Low-T, High Chair

Low-T, High Chair

Ordinarily, I love stories of obsession: “Wuthering Heights,” “The Story of Adèle H.,” “Remembrance of Things Past,” “The Caine Mutiny,” “Fatal Attraction,” “The Good Wife,” “Moby-Dick” and the new Gen Z horror hit “Obsession.”

My Netflix algorithm is trained to compulsively hunt for tales of compulsion.

But President Trump has reduced the grandeur of obsession to something pathetic. When you commandeer prime time, or try to, you’d better have something prime to say. Trump didn’t. His speech on Thursday was a dud — a batty stew of whiny complaints stemming from an election that he claims was stolen that wasn’t, during a period when he was running the country. If something was wrong, dude, why didn’t you fix it? He still has no proof, and he muddied matters by releasing documents containing information already known and warning about “vulnerabilities” his administration has made worse.

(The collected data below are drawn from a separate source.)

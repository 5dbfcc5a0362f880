use std::sync::atomic::{AtomicU64, Ordering};
use std::sync::Arc;
use std::time::{SystemTime, UNIX_EPOCH};

use chrono::Utc;
use hmac::{Hmac, Mac};
use redb::ReadableTable;
use serde::Serialize;
use sha2::{Digest, Sha256};
use tokio::sync::broadcast;

use crate::constants::{ERR_INVALID_EMAIL, ERR_WEAK_PASSWORD, SESSION_TTL_SECS};
use crate::db::{self, tables, Db};
use crate::error::{AppError, Result};
use crate::models::{Role, SessionContext, SessionRecord, UserRecord};

type HmacSha256 = Hmac<Sha256>;

/// Capacity of the auth event broadcast channel
const AUTH_EVENT_CAPACITY: usize = 16;

/// Sign-in / sign-out notification, the registry's passive subscription
#[derive(Debug, Clone, Serialize)]
#[serde(tag = "event", rename_all = "camelCase")]
pub enum AuthEvent {
    SignedIn { email: String, role: Role },
    SignedOut { email: String },
}

/// Identity provider: email/password accounts and bearer-token sessions
///
/// Passwords are stored as peppered SHA-256 hashes; sessions are keyed by
/// the hash of the token, never the token itself. The role claim is fixed
/// at sign-up from the configured owner list.
#[derive(Clone)]
pub struct SessionRegistry {
    db: Db,
    secret: String,
    pepper: String,
    owner_emails: Vec<String>,
    events: broadcast::Sender<AuthEvent>,
    nonce: Arc<AtomicU64>,
}

impl SessionRegistry {
    pub fn new(db: Db, secret: String, pepper: String, owner_emails: Vec<String>) -> Self {
        let (events, _) = broadcast::channel(AUTH_EVENT_CAPACITY);
        Self {
            db,
            secret,
            pepper,
            owner_emails,
            events,
            nonce: Arc::new(AtomicU64::new(0)),
        }
    }

    /// Subscribe to sign-in and sign-out notifications
    pub fn subscribe(&self) -> broadcast::Receiver<AuthEvent> {
        self.events.subscribe()
    }

    /// Create an account and open a session for it
    ///
    /// The role claim is Owner iff the email is configured as an owner.
    /// Returns the session context and the bearer token.
    pub async fn sign_up(&self, email: &str, password: &str) -> Result<(SessionContext, String)> {
        if !UserRecord::validate_email(email) {
            return Err(AppError::InvalidInput(ERR_INVALID_EMAIL.to_string()));
        }
        if !UserRecord::validate_password(password) {
            return Err(AppError::InvalidInput(ERR_WEAK_PASSWORD.to_string()));
        }

        let email = email.trim().to_lowercase();
        let role = if self.owner_emails.contains(&email) {
            Role::Owner
        } else {
            Role::Viewer
        };
        let password_hash = apply_pepper(password, &self.pepper);

        let token = self.mint_token(&email);
        let token_key = hash_token(&token);
        let db = self.db.clone();

        let context = tokio::task::spawn_blocking(move || -> Result<SessionContext> {
            let now = Utc::now().timestamp();

            let write_txn = db.begin_write()?;
            {
                let mut users = write_txn.open_table(tables::USERS)?;
                if users.get(email.as_str())?.is_some() {
                    return Err(AppError::AccountAlreadyExists);
                }

                let user = UserRecord {
                    email: email.clone(),
                    password_hash,
                    role,
                    created_at: now,
                };
                let bytes = db::encode(&user)?;
                users.insert(email.as_str(), bytes.as_slice())?;
                drop(users);

                let mut sessions = write_txn.open_table(tables::SESSIONS)?;
                let session = SessionRecord {
                    email: email.clone(),
                    role,
                    created_at: now,
                    expires_at: now + SESSION_TTL_SECS,
                };
                let session_bytes = db::encode(&session)?;
                sessions.insert(token_key.as_str(), session_bytes.as_slice())?;
            }
            write_txn.commit()?;

            tracing::info!("Account created: {}", email);
            Ok(SessionContext { email, role })
        })
        .await??;

        let _ = self.events.send(AuthEvent::SignedIn {
            email: context.email.clone(),
            role: context.role,
        });

        Ok((context, token))
    }

    /// Verify credentials and open a fresh session
    pub async fn sign_in(&self, email: &str, password: &str) -> Result<(SessionContext, String)> {
        let email = email.trim().to_lowercase();
        let password_hash = apply_pepper(password, &self.pepper);

        let token = self.mint_token(&email);
        let token_key = hash_token(&token);
        let db = self.db.clone();

        let context = tokio::task::spawn_blocking(move || -> Result<SessionContext> {
            let now = Utc::now().timestamp();

            let write_txn = db.begin_write()?;
            let context;
            {
                let users = write_txn.open_table(tables::USERS)?;
                let user: UserRecord = users
                    .get(email.as_str())?
                    .map(|bytes| db::decode(bytes.value()))
                    .transpose()?
                    .ok_or(AppError::InvalidCredentials)?;
                drop(users);

                if user.password_hash != password_hash {
                    return Err(AppError::InvalidCredentials);
                }

                let mut sessions = write_txn.open_table(tables::SESSIONS)?;
                let session = SessionRecord {
                    email: user.email.clone(),
                    role: user.role,
                    created_at: now,
                    expires_at: now + SESSION_TTL_SECS,
                };
                let session_bytes = db::encode(&session)?;
                sessions.insert(token_key.as_str(), session_bytes.as_slice())?;

                context = SessionContext {
                    email: user.email,
                    role: user.role,
                };
            }
            write_txn.commit()?;

            tracing::info!("Signed in: {}", context.email);
            Ok(context)
        })
        .await??;

        let _ = self.events.send(AuthEvent::SignedIn {
            email: context.email.clone(),
            role: context.role,
        });

        Ok((context, token))
    }

    /// Revoke a session token; revoking an unknown token is a no-op
    pub async fn sign_out(&self, token: &str) -> Result<()> {
        let token_key = hash_token(token);
        let db = self.db.clone();

        let removed = tokio::task::spawn_blocking(move || -> Result<Option<SessionRecord>> {
            let write_txn = db.begin_write()?;
            let removed;
            {
                let mut sessions = write_txn.open_table(tables::SESSIONS)?;
                removed = sessions
                    .remove(token_key.as_str())?
                    .map(|bytes| db::decode(bytes.value()))
                    .transpose()?;
            }
            write_txn.commit()?;
            Ok(removed)
        })
        .await??;

        if let Some(session) = removed {
            tracing::info!("Signed out: {}", session.email);
            let _ = self.events.send(AuthEvent::SignedOut {
                email: session.email,
            });
        }

        Ok(())
    }

    /// Resolve a bearer token to its session context
    ///
    /// Expired sessions are removed on the way out.
    pub async fn resolve(&self, token: &str) -> Result<SessionContext> {
        let token_key = hash_token(token);
        let db = self.db.clone();

        tokio::task::spawn_blocking(move || -> Result<SessionContext> {
            let now = Utc::now().timestamp();

            let read_txn = db.begin_read()?;
            let sessions = read_txn.open_table(tables::SESSIONS)?;
            let session: SessionRecord = sessions
                .get(token_key.as_str())?
                .map(|bytes| db::decode(bytes.value()))
                .transpose()?
                .ok_or(AppError::NotSignedIn)?;
            drop(sessions);
            drop(read_txn);

            if session.is_expired(now) {
                let write_txn = db.begin_write()?;
                {
                    let mut sessions = write_txn.open_table(tables::SESSIONS)?;
                    sessions.remove(token_key.as_str())?;
                }
                write_txn.commit()?;
                return Err(AppError::NotSignedIn);
            }

            Ok(SessionContext {
                email: session.email,
                role: session.role,
            })
        })
        .await?
    }

    /// Mint an opaque bearer token bound to nothing the client can forge
    fn mint_token(&self, email: &str) -> String {
        let nanos = SystemTime::now()
            .duration_since(UNIX_EPOCH)
            .map(|d| d.as_nanos())
            .unwrap_or(0);
        let nonce = self.nonce.fetch_add(1, Ordering::Relaxed);

        let mut mac = match HmacSha256::new_from_slice(self.secret.as_bytes()) {
            Ok(m) => m,
            Err(_) => {
                // HMAC-SHA256 takes keys of any length; degrade to a plain
                // digest rather than failing the sign-in
                tracing::error!("Failed to create HMAC instance");
                let mut hasher = Sha256::new();
                hasher.update(self.secret.as_bytes());
                hasher.update(email.as_bytes());
                hasher.update(&nanos.to_le_bytes());
                hasher.update(&nonce.to_le_bytes());
                return hex::encode(hasher.finalize());
            }
        };
        mac.update(email.as_bytes());
        mac.update(&nanos.to_le_bytes());
        mac.update(&nonce.to_le_bytes());
        hex::encode(mac.finalize().into_bytes())
    }
}

/// Peppered SHA-256: `hash = SHA256(input + pepper)`, hex encoded
///
/// The pepper lives in the environment, not the database, so a database
/// leak alone does not expose offline-crackable hashes.
pub fn apply_pepper(input: &str, pepper: &str) -> String {
    let mut hasher = Sha256::new();
    hasher.update(input.as_bytes());
    hasher.update(pepper.as_bytes());
    hex::encode(hasher.finalize())
}

/// Sessions are stored under the hash of the token, not the token
fn hash_token(token: &str) -> String {
    let mut hasher = Sha256::new();
    hasher.update(token.as_bytes());
    hex::encode(hasher.finalize())
}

And, if the president believes what he is saying about China being a huge danger to our elections, why hasn’t he retaliated against Xi Jinping, the man he warmly calls a “friend” and a “great leader”?

Trump seemed very low-T in his East Room address. I’m surprised that Pete Hegseth, who says his “High-T Department of War” will start screening testosterone levels of “war fighters” age 30 and older, didn’t rush over to shoot up the flaccid 80-year-old commander in chief with the elixir of manhood needed, as he put it, to give America “the leading edge of lethality.”

There was barely a peep from Republicans on Capitol Hill about the speech. No organized effort to polish his tirade. You could almost hear the fervent wish of Republican lawmakers watching the president: Please, Donald, move on!

But he can’t. His father’s admonition that there are only “killers” and “losers” plays in a loop in his head, reducing him to jelly.

He is willing to undermine and destroy any institution, law, norm or ideal cherished by Americans in a bonfire of his vanities. He claims to be Christian but mocks the sanctity of human life with his cavalier attitude about ICE murders. He puts his own ego above everything else, even democracy.

As The Times’s Peter Baker wrote, the deeply unpopular Trump “seems intent on laying a predicate that, at the least, could explain away a defeat and, at most, his critics fear, potentially justify direct intervention aimed at changing the results” of future elections. Markwayne Mullin, Trump’s new homeland security secretary, picked up Friday where the president left off, threatening jail time for local election officials who dared disobey the administration’s diktats.

Trump’s Ahab-like fixation on the election he lost has gone on for six years. As Maggie Haberman reported five years ago, Trump said after he lost that he expected to be reinstated to the presidency by August 2021.

Usually, the president is able to whip up some Poseidon-level winds of conspiracy to blow his critics off course. But, Thursday night, he seemed impotent, raving about nonsense, threatening to punish ABC and NBC for not taking his weird rant live. He struggled to wield his superpower: creating a fake alternate universe for his supporters. Does anyone believe Trump’s make-believe that “there’s no third world country that has elections like we have”?

(Trump has also failed to convince people that vandals made a gash nearly three football fields long with a boxcutter in the Reflecting Pool, rather than that his crony contractor applied the liner wrong.)

Even Fox News acted more skittish than sycophantish for a change, not wanting to relive its $787.5 million debacle as part of its settlement with Dominion Voting Systems after claiming its machines switched votes from Trump to Joe Biden.

Aishah Hasnie, a Fox White House correspondent, warned on “Hannity” that the network was “not in a position to evaluate the accuracy of the president’s statements and claims at this time,” echoing almost word for word what Bret Baier had said earlier.

The next morning, Mediaite reported, “Fox & Friends” did not mention the address once in its three-hour show.

Trump’s profiteering in office seems to be breaking through to Americans concerned about their own stretched finances.

After making $2.2 billion in his first year back in office, Trump and his family are jumping on corrupt ways to cash in. His media company is planning to sell faster access to his posts, which in the past have shaken the stock market.

The aroma of venality in the White House is so powerful that even minor players want to get in on the act. A teleprompter operator for Trump won about $100,000 placing bets on Kalshi, the prediction market, auguring what he already knew: what Trump would say in his speeches.

King Midas has finally persuaded Scott Bessent to put the braggart president’s face on our currency — a $1 gold coin.

If Trump wants to continue to be “the world’s most famous sore loser,” as Senator Jon Ossoff of Georgia calls him, he’s going to need to be more high-T. But can that hormone be prescribed to babies?